[Date Prev][Date Next]
[Chronological]
[Thread]
[Top]
Re: LMDB: issue with mdb_cursor_del
On Mon, 2017-10-16 at 13:58 +0200, Hallvard Breien Furuseth wrote:
> On 16. okt. 2017 12:51, Howard Chu wrote:
> > timur.kristof@gmail.com wrote:
> > > I have an app that uses LMDB, and I've experienced an interesting
> > > issue: when trying to delete a certain item with mdb_cursor_del,
> > > it
> > > crashed with the following backtrace: https://pastebin.com/7p9wtk
> > > j9
>
> Weird backtrace. It says mdb_page_dirty(), which is small, streches
> over 300+ lines (frames #3-#4). And mdb_page_alloc() alone has no
> hex address for prefix. Maybe miscompilation, two liblmdb libraries
> linked into the same executable, or something like that? Or some
> wild pointer write or whatever messed things up.

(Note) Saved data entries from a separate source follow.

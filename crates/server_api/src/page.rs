//! Server-side rendering of the Policy Center page.

use askama::Template;
use chrono::{Datelike, NaiveDate};
use policy_core::{NavigationController, ScrollRequest, Scroller};
use shared::{
    catalog::{
        Block, CompanyDetail, Inline, SectionContent, BRAND, CATALOG, COMPANY_DETAILS,
        PAGE_TITLE, TAGLINE,
    },
    domain::{Section, SectionId, SECTIONS},
    protocol::contact_route,
};

/// Remembers the last scroll request so the page can replay it once loaded.
#[derive(Debug, Default)]
pub struct InitialScroll {
    target: Option<SectionId>,
}

impl InitialScroll {
    pub fn target(&self) -> Option<SectionId> {
        self.target
    }
}

impl Scroller for InitialScroll {
    fn scroll_to(&mut self, request: ScrollRequest) {
        self.target = Some(request.target);
    }
}

#[derive(Template)]
#[template(path = "policy_center.html")]
pub struct PolicyCenterPage<'a> {
    pub title: &'a str,
    pub tagline: &'a str,
    pub brand: &'a str,
    pub sections: &'a [Section],
    pub catalog: &'a [SectionContent],
    pub company: &'a [CompanyDetail],
    pub active: SectionId,
    /// Empty when the page opens at the top.
    pub initial_scroll: &'a str,
    pub last_updated: String,
    pub year: i32,
    pub contact_route: &'a str,
}

/// Renders the page with `requested` preselected. Unknown ids fall back to the
/// default section and no initial scroll.
pub fn render_policy_center(
    requested: Option<&str>,
    today: NaiveDate,
) -> Result<String, askama::Error> {
    let mut navigation = NavigationController::new(InitialScroll::default());
    if let Some(raw) = requested {
        navigation.select_section(raw);
    }
    let active = navigation.active();
    let initial_scroll = navigation
        .into_scroller()
        .target()
        .map(SectionId::as_str)
        .unwrap_or_default();

    PolicyCenterPage {
        title: PAGE_TITLE,
        tagline: TAGLINE,
        brand: BRAND,
        sections: &SECTIONS,
        catalog: &CATALOG,
        company: &COMPANY_DETAILS,
        active,
        initial_scroll,
        last_updated: today.format("%B %-d, %Y").to_string(),
        year: today.year(),
        contact_route: contact_route(),
    }
    .render()
}

#[cfg(test)]
#[path = "tests/page_tests.rs"]
mod tests;
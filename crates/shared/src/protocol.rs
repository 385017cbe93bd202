use serde::{Deserialize, Serialize};

use crate::domain::FormField;

/// Raw contact form input as typed by the user.
#[derive(Debug, Clone, Default, PartialEq, Eq, Serialize, Deserialize)]
pub struct ContactFields {
    #[serde(default)]
    pub name: String,
    #[serde(default)]
    pub email: String,
    #[serde(default)]
    pub phone: String,
    #[serde(default)]
    pub message: String,
}

impl ContactFields {
    pub fn get(&self, field: FormField) -> &str {
        match field {
            FormField::Name => &self.name,
            FormField::Email => &self.email,
            FormField::Phone => &self.phone,
            FormField::Message => &self.message,
        }
    }

    pub fn clear(&mut self) {
        *self = Self::default();
    }
}

/// A validated submission. Built per submit and dropped once handled.
#[derive(Debug, Clone, PartialEq, Eq, Serialize, Deserialize)]
pub struct ContactSubmission {
    pub name: String,
    pub email: String,
    #[serde(default)]
    pub phone: String,
    pub message: String,
}

#[derive(Debug, Clone, Copy, PartialEq, Eq, Serialize, Deserialize)]
#[serde(rename_all = "snake_case")]
pub enum NotificationKind {
    Success,
    Error,
}

#[derive(Debug, Clone, PartialEq, Eq, Serialize, Deserialize)]
pub struct Notification {
    pub kind: NotificationKind,
    pub message: String,
}

impl Notification {
    pub fn success(message: impl Into<String>) -> Self {
        Self {
            kind: NotificationKind::Success,
            message: message.into(),
        }
    }

    pub fn error(message: impl Into<String>) -> Self {
        Self {
            kind: NotificationKind::Error,
            message: message.into(),
        }
    }

    pub fn is_success(&self) -> bool {
        self.kind == NotificationKind::Success
    }
}

#[derive(Debug, Clone, Serialize, Deserialize)]
pub struct ContactResponse {
    pub notification: Notification,
}

pub fn contact_route() -> &'static str {
    "/api/contact"
}

pub fn sections_route() -> &'static str {
    "/api/sections"
}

Not sure what was going on there, maybe -O3 messed it up. Still, the
issue does appear with -O0 too and here is a backtrace with -O0:
https://pastebin.com/SfeMMEPH
> > Most likely the dirty
> > list is too big, which means you're trying to do too much in a
> > single
> > transaction.
>
> Shouldn't happen though. The txn should have failed earlier with
> MDB_TXN_FULL.
>
> Which also shouldn't happen since LMDB should have spilled enough
> pages to
> make room - unless you have hundreds of cursors at modified pages so
> LMDB can't spill enough.
>
> But we should probably test LMDB with impractically tight dirty-list
> arrays
> (i.e. a very small MDB_IDL_UM_MAX), so LMDB keeps running into such
> cases.
I've taken a look at the value of rc (see my reply to Howard), and it
seems to me that Леонид Юрьев's assessment may be correct here. rc is
-1 which indicates that the page (even though newly allocated, maybe a
reused page?) is already on the txn's dirty pages list.
- Timur